Task directions. All entries that follow are to be printed exactly as written.

Dataset.

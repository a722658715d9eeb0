//! Replay Playback
//!
//! Paced event dispatch on a cancellable scheduler task. The controller
//! and the playback task talk over channels: commands flow in, events
//! flow out, and `stop()` interrupts whatever dispatch is pending - no
//! timer outlives the controller.
//!
//! Playback is the engine's only suspension point; everything runs on a
//! caller-provided tokio runtime.

use std::sync::{Arc, Mutex};

use serde::{Deserialize, Serialize};
use tokio::sync::mpsc;
use tokio::task::JoinHandle;
use tracing::debug;

use crate::replay::recorder::{Recording, ReplayError, ReplayEvent, ReplayRecorder};

/// Minimum playback speed.
pub const MIN_SPEED: f64 = 0.1;

/// Maximum playback speed.
pub const MAX_SPEED: f64 = 5.0;

/// Messages delivered to the playback consumer.
#[derive(Clone, Debug, PartialEq)]
pub enum PlaybackUpdate {
    /// One replay event, in recording order.
    Event {
        /// Index into the recording's event log.
        index: usize,
        /// The event itself.
        event: ReplayEvent,
    },
    /// The event log is exhausted.
    Completed,
}

/// Point-in-time playback status.
#[derive(Clone, Copy, Debug, PartialEq, Serialize, Deserialize)]
pub struct PlaybackStatus {
    /// Dispatch loop is running.
    pub playing: bool,
    /// Dispatch loop is suspended by `pause()`.
    pub paused: bool,
    /// Next event index to dispatch.
    pub current_index: usize,
    /// Position in the recording, milliseconds from its start.
    pub position_ms: u64,
    /// Total recording duration.
    pub duration_ms: u64,
    /// Current speed multiplier.
    pub speed: f64,
}

enum Command {
    Play,
    Pause,
    Stop,
    Seek(u64),
    SetSpeed(f64),
}

/// Handle to a playback task.
///
/// Dropping the controller closes the command channel, which terminates
/// the task and cancels any pending dispatch.
pub struct PlaybackController {
    commands: mpsc::UnboundedSender<Command>,
    status: Arc<Mutex<PlaybackStatus>>,
    handle: JoinHandle<()>,
}

impl PlaybackController {
    /// Start (or resume) dispatching events.
    pub fn play(&self) {
        let _ = self.commands.send(Command::Play);
    }

    /// Suspend dispatching, keeping the position.
    pub fn pause(&self) {
        let _ = self.commands.send(Command::Pause);
    }

    /// Stop playback, cancel the pending dispatch and rewind to the
    /// start.
    pub fn stop(&self) {
        let _ = self.commands.send(Command::Stop);
    }

    /// Jump to the first event at or after `position_ms` from the
    /// recording start.
    pub fn seek(&self, position_ms: u64) {
        let _ = self.commands.send(Command::Seek(position_ms));
    }

    /// Set the speed multiplier, clamped to `[0.1, 5.0]`.
    pub fn set_speed(&self, speed: f64) {
        let _ = self.commands.send(Command::SetSpeed(speed));
    }

    /// Current status snapshot.
    pub fn status(&self) -> PlaybackStatus {
        *self.status.lock().expect("status lock poisoned")
    }

    /// Wait for the playback task to terminate.
    pub async fn finished(self) {
        let _ = self.handle.await;
    }
}

impl ReplayRecorder {
    /// Start a playback task over a completed replay.
    ///
    /// Returns the controller and the update stream. The task starts
    /// idle; call [`PlaybackController::play`] to begin dispatching.
    /// Must be called within a tokio runtime.
    pub fn play_replay(
        &self,
        replay_id: &str,
        speed: f64,
    ) -> Result<(PlaybackController, mpsc::UnboundedReceiver<PlaybackUpdate>), ReplayError> {
        let recording = self.get_replay(replay_id)?;
        Ok(spawn_playback(recording, speed))
    }
}

/// Spawn the scheduler task for a recording.
pub fn spawn_playback(
    recording: Recording,
    speed: f64,
) -> (PlaybackController, mpsc::UnboundedReceiver<PlaybackUpdate>) {
    let duration_ms = recording
        .metadata
        .duration_ms
        .or_else(|| {
            recording
                .events
                .last()
                .map(|e| e.timestamp_ms.saturating_sub(recording.metadata.started_at_ms))
        })
        .unwrap_or(0);

    let status = Arc::new(Mutex::new(PlaybackStatus {
        playing: false,
        paused: false,
        current_index: 0,
        position_ms: 0,
        duration_ms,
        speed: speed.clamp(MIN_SPEED, MAX_SPEED),
    }));

    let (command_tx, command_rx) = mpsc::unbounded_channel();
    let (update_tx, update_rx) = mpsc::unbounded_channel();

    let task_status = Arc::clone(&status);
    let handle = tokio::spawn(run_playback(recording, command_rx, update_tx, task_status));

    (
        PlaybackController {
            commands: command_tx,
            status,
            handle,
        },
        update_rx,
    )
}

async fn run_playback(
    recording: Recording,
    mut commands: mpsc::UnboundedReceiver<Command>,
    updates: mpsc::UnboundedSender<PlaybackUpdate>,
    status: Arc<Mutex<PlaybackStatus>>,
) {
    let started_at = recording.metadata.started_at_ms;
    let events = recording.events;

    loop {
        let snapshot = *status.lock().expect("status lock poisoned");

        let command = if snapshot.playing && !snapshot.paused {
            if snapshot.current_index >= events.len() {
                let _ = updates.send(PlaybackUpdate::Completed);
                set_status(&status, |s| {
                    s.playing = false;
                    s.paused = false;
                });
                debug!("playback complete");
                match commands.recv().await {
                    Some(command) => command,
                    None => return,
                }
            } else {
                let event = &events[snapshot.current_index];
                let delay_ms = (event.delta_ms as f64 / snapshot.speed).round() as u64;
                let sleep = tokio::time::sleep(std::time::Duration::from_millis(delay_ms));

                tokio::select! {
                    command = commands.recv() => match command {
                        Some(command) => command,
                        None => return,
                    },
                    _ = sleep => {
                        let index = snapshot.current_index;
                        let dispatched = updates.send(PlaybackUpdate::Event {
                            index,
                            event: event.clone(),
                        });
                        if dispatched.is_err() {
                            // Consumer is gone; nothing left to pace.
                            return;
                        }
                        set_status(&status, |s| {
                            s.current_index = index + 1;
                            s.position_ms = event.timestamp_ms.saturating_sub(started_at);
                        });
                        continue;
                    }
                }
            }
        } else {
            match commands.recv().await {
                Some(command) => command,
                None => return,
            }
        };

        match command {
            Command::Play => set_status(&status, |s| {
                s.playing = true;
                s.paused = false;
            }),
            Command::Pause => set_status(&status, |s| {
                s.paused = true;
            }),
            Command::Stop => set_status(&status, |s| {
                s.playing = false;
                s.paused = false;
                s.current_index = 0;
                s.position_ms = 0;
            }),
            Command::Seek(position_ms) => {
                let index = events
                    .iter()
                    .position(|e| e.timestamp_ms.saturating_sub(started_at) >= position_ms)
                    .unwrap_or(events.len());
                set_status(&status, |s| {
                    s.current_index = index;
                    s.position_ms = position_ms;
                });
            }
            Command::SetSpeed(speed) => set_status(&status, |s| {
                s.speed = speed.clamp(MIN_SPEED, MAX_SPEED);
            }),
        }
    }
}

fn set_status<F: FnOnce(&mut PlaybackStatus)>(status: &Arc<Mutex<PlaybackStatus>>, apply: F) {
    let mut guard = status.lock().expect("status lock poisoned");
    apply(&mut guard);
}

// =============================================================================
// TESTS
// =============================================================================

Your response.
repository a722658715d9eeb0
//! Replay Playback
//!
//! Paced event dispatch on a cancellable scheduler task. The controller
//! and the playback task talk over channels: commands flow in, events
//! flow out, and `stop()` interrupts whatever dispatch is pending - no
//! timer outlives the controller.
//!
//! Playback is the engine's only suspension point; everything runs on a
//! caller-provided tokio runtime.

use std::sync::{Arc, Mutex};

use serde::{Deserialize, Serialize};
use tokio::sync::mpsc;
use tokio::task::JoinHandle;
use tracing::debug;

use crate::replay::recorder::{Recording, ReplayError, ReplayEvent, ReplayRecorder};

/// Minimum playback speed.
pub const MIN_SPEED: f64 = 0.1;

/// Maximum playback speed.
pub const MAX_SPEED: f64 = 5.0;

/// Messages delivered to the playback consumer.
#[derive(Clone, Debug, PartialEq)]
pub enum PlaybackUpdate {
    /// One replay event, in recording order.
    Event {
        /// Index into the recording's event log.
        index: usize,
        /// The event itself.
        event: ReplayEvent,
    },
    /// The event log is exhausted.
    Completed,
}

/// Point-in-time playback status.
#[derive(Clone, Copy, Debug, PartialEq, Serialize, Deserialize)]
pub struct PlaybackStatus {
    /// Dispatch loop is running.
    pub playing: bool,
    /// Dispatch loop is suspended by `pause()`.
    pub paused: bool,
    /// Next event index to dispatch.
    pub current_index: usize,
    /// Position in the recording, milliseconds from its start.
    pub position_ms: u64,
    /// Total recording duration.
    pub duration_ms: u64,
    /// Current speed multiplier.
    pub speed: f64,
}

enum Command {
    Play,
    Pause,
    Stop,
    Seek(u64),
    SetSpeed(f64),
}

/// Handle to a playback task.
///
/// Dropping the controller closes the command channel, which terminates
/// the task and cancels any pending dispatch.
pub struct PlaybackController {
    commands: mpsc::UnboundedSender<Command>,
    status: Arc<Mutex<PlaybackStatus>>,
    handle: JoinHandle<()>,
}

impl PlaybackController {
    /// Start (or resume) dispatching events.
    pub fn play(&self) {
        let _ = self.commands.send(Command::Play);
    }

    /// Suspend dispatching, keeping the position.
    pub fn pause(&self) {
        let _ = self.commands.send(Command::Pause);
    }

    /// Stop playback, cancel the pending dispatch and rewind to the
    /// start.
    pub fn stop(&self) {
        let _ = self.commands.send(Command::Stop);
    }

    /// Jump to the first event at or after `position_ms` from the
    /// recording start.
    pub fn seek(&self, position_ms: u64) {
        let _ = self.commands.send(Command::Seek(position_ms));
    }

    /// Set the speed multiplier, clamped to `[0.1, 5.0]`.
    pub fn set_speed(&self, speed: f64) {
        let _ = self.commands.send(Command::SetSpeed(speed));
    }

    /// Current status snapshot.
    pub fn status(&self) -> PlaybackStatus {
        *self.status.lock().expect("status lock poisoned")
    }

    /// Wait for the playback task to terminate.
    pub async fn finished(self) {
        let _ = self.handle.await;
    }
}

impl ReplayRecorder {
    /// Start a playback task over a completed replay.
    ///
    /// Returns the controller and the update stream. The task starts
    /// idle; call [`PlaybackController::play`] to begin dispatching.
    /// Must be called within a tokio runtime.
    pub fn play_replay(
        &self,
        replay_id: &str,
        speed: f64,
    ) -> Result<(PlaybackController, mpsc::UnboundedReceiver<PlaybackUpdate>), ReplayError> {
        let recording = self.get_replay(replay_id)?;
        Ok(spawn_playback(recording, speed))
    }
}

/// Spawn the scheduler task for a recording.
pub fn spawn_playback(
    recording: Recording,
    speed: f64,
) -> (PlaybackController, mpsc::UnboundedReceiver<PlaybackUpdate>) {
    let duration_ms = recording
        .metadata
        .duration_ms
        .or_else(|| {
            recording
                .events
                .last()
                .map(|e| e.timestamp_ms.saturating_sub(recording.metadata.started_at_ms))
        })
        .unwrap_or(0);

    let status = Arc::new(Mutex::new(PlaybackStatus {
        playing: false,
        paused: false,
        current_index: 0,
        position_ms: 0,
        duration_ms,
        speed: speed.clamp(MIN_SPEED, MAX_SPEED),
    }));

    let (command_tx, command_rx) = mpsc::unbounded_channel();
    let (update_tx, update_rx) = mpsc::unbounded_channel();

    let task_status = Arc::clone(&status);
    let handle = tokio::spawn(run_playback(recording, command_rx, update_tx, task_status));

    (
        PlaybackController {
            commands: command_tx,
            status,
            handle,
        },
        update_rx,
    )
}

async fn run_playback(
    recording: Recording,
    mut commands: mpsc::UnboundedReceiver<Command>,
    updates: mpsc::UnboundedSender<PlaybackUpdate>,
    status: Arc<Mutex<PlaybackStatus>>,
) {
    let started_at = recording.metadata.started_at_ms;
    let events = recording.events;

    loop {
        let snapshot = *status.lock().expect("status lock poisoned");

        let command = if snapshot.playing && !snapshot.paused {
            if snapshot.current_index >= events.len() {
                let _ = updates.send(PlaybackUpdate::Completed);
                set_status(&status, |s| {
                    s.playing = false;
                    s.paused = false;
                });
                debug!("playback complete");
                match commands.recv().await {
                    Some(command) => command,
                    None => return,
                }
            } else {
                let event = &events[snapshot.current_index];
                let delay_ms = (event.delta_ms as f64 / snapshot.speed).round() as u64;
                let sleep = tokio::time::sleep(std::time::Duration::from_millis(delay_ms));

                tokio::select! {
                    command = commands.recv() => match command {
                        Some(command) => command,
                        None => return,
                    },
                    _ = sleep => {
                        let index = snapshot.current_index;
                        let dispatched = updates.send(PlaybackUpdate::Event {
                            index,
                            event: event.clone(),
                        });
                        if dispatched.is_err() {
                            // Consumer is gone; nothing left to pace.
                            return;
                        }
                        set_status(&status, |s| {
                            s.current_index = index + 1;
                            s.position_ms = event.timestamp_ms.saturating_sub(started_at);
                        });
                        continue;
                    }
                }
            }
        } else {
            match commands.recv().await {
                Some(command) => command,
                None => return,
            }
        };

        match command {
            Command::Play => set_status(&status, |s| {
                s.playing = true;
                s.paused = false;
            }),
            Command::Pause => set_status(&status, |s| {
                s.paused = true;
            }),
            Command::Stop => set_status(&status, |s| {
                s.playing = false;
                s.paused = false;
                s.current_index = 0;
                s.position_ms = 0;
            }),
            Command::Seek(position_ms) => {
                let index = events
                    .iter()
                    .position(|e| e.timestamp_ms.saturating_sub(started_at) >= position_ms)
                    .unwrap_or(events.len());
                set_status(&status, |s| {
                    s.current_index = index;
                    s.position_ms = position_ms;
                });
            }
            Command::SetSpeed(speed) => set_status(&status, |s| {
                s.speed = speed.clamp(MIN_SPEED, MAX_SPEED);
            }),
        }
    }
}

fn set_status<F: FnOnce(&mut PlaybackStatus)>(status: &Arc<Mutex<PlaybackStatus>>, apply: F) {
    let mut guard = status.lock().expect("status lock poisoned");
    apply(&mut guard);
}

// =============================================================================
// TESTS
// =============================================================================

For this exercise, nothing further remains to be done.